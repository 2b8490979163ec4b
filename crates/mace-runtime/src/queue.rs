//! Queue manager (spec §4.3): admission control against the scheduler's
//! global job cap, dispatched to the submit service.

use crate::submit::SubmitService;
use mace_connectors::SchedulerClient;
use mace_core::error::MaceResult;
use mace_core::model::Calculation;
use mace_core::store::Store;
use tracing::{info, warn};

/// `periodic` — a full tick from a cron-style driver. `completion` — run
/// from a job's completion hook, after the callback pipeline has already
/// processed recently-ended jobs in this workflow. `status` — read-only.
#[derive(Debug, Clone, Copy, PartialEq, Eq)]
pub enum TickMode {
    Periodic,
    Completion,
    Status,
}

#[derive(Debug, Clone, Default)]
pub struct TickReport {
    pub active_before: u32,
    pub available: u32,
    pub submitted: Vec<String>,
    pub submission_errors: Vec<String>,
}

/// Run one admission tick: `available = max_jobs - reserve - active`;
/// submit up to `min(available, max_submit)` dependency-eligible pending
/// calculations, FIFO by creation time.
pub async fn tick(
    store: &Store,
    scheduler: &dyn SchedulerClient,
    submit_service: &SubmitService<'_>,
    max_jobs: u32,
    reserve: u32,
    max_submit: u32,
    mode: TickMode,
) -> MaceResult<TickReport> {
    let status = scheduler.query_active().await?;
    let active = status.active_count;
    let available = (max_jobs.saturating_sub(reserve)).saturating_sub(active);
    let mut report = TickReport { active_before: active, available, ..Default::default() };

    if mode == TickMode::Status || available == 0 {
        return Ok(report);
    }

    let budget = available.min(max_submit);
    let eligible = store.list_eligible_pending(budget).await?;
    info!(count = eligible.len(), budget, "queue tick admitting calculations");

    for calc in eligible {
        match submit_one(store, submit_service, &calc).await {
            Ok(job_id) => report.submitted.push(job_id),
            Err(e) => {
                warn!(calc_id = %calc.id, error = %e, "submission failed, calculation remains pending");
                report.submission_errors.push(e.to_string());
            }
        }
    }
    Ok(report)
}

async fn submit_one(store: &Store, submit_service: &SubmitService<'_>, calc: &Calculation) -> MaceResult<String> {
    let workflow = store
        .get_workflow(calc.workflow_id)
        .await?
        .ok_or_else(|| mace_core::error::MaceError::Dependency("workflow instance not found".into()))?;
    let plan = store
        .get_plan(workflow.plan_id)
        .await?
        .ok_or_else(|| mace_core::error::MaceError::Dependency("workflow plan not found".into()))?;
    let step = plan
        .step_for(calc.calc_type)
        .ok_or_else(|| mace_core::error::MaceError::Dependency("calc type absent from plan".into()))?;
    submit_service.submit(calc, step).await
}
____________
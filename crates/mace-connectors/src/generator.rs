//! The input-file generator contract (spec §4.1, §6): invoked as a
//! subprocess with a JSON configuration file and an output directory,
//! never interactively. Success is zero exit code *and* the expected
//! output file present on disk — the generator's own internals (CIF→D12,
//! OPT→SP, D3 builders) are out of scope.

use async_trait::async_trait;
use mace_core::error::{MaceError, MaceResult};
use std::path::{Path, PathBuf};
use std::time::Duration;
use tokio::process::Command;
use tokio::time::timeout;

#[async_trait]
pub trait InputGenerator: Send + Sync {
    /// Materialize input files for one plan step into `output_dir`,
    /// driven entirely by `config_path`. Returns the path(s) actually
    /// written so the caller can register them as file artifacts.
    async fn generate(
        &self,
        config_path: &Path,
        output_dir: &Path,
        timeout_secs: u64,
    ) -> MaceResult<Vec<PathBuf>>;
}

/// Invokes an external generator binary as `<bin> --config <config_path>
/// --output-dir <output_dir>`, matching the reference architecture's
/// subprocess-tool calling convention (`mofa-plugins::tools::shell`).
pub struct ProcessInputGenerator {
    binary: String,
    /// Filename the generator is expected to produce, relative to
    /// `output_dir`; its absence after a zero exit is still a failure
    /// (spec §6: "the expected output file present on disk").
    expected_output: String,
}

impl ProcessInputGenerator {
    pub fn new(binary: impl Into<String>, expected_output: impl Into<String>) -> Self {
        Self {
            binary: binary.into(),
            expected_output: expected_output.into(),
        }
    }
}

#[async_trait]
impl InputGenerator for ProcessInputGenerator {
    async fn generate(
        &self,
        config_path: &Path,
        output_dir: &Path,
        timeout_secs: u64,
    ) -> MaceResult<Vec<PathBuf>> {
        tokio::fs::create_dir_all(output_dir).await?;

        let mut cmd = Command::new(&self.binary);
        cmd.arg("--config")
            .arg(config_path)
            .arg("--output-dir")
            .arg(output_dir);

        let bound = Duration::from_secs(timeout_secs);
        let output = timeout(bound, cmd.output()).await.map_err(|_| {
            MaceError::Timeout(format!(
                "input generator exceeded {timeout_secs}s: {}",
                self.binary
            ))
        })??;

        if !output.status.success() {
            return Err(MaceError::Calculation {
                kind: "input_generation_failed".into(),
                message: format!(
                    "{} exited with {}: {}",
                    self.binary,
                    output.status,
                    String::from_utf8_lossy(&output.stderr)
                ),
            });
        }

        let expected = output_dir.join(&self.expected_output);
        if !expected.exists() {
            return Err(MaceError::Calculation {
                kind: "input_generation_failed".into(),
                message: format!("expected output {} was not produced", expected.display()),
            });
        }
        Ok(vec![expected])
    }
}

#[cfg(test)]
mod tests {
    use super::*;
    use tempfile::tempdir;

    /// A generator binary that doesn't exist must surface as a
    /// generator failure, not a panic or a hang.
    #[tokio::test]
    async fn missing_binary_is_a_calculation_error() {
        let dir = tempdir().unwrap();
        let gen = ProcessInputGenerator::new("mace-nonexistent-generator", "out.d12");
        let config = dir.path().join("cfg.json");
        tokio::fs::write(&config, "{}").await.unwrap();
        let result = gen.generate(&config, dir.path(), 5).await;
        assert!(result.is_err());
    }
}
____________
**Task:** Which lines above contain the word "Command"? Copy each of them.

**The completed task:**
use tokio::process::Command;
        let mut cmd = Command::new(&self.binary);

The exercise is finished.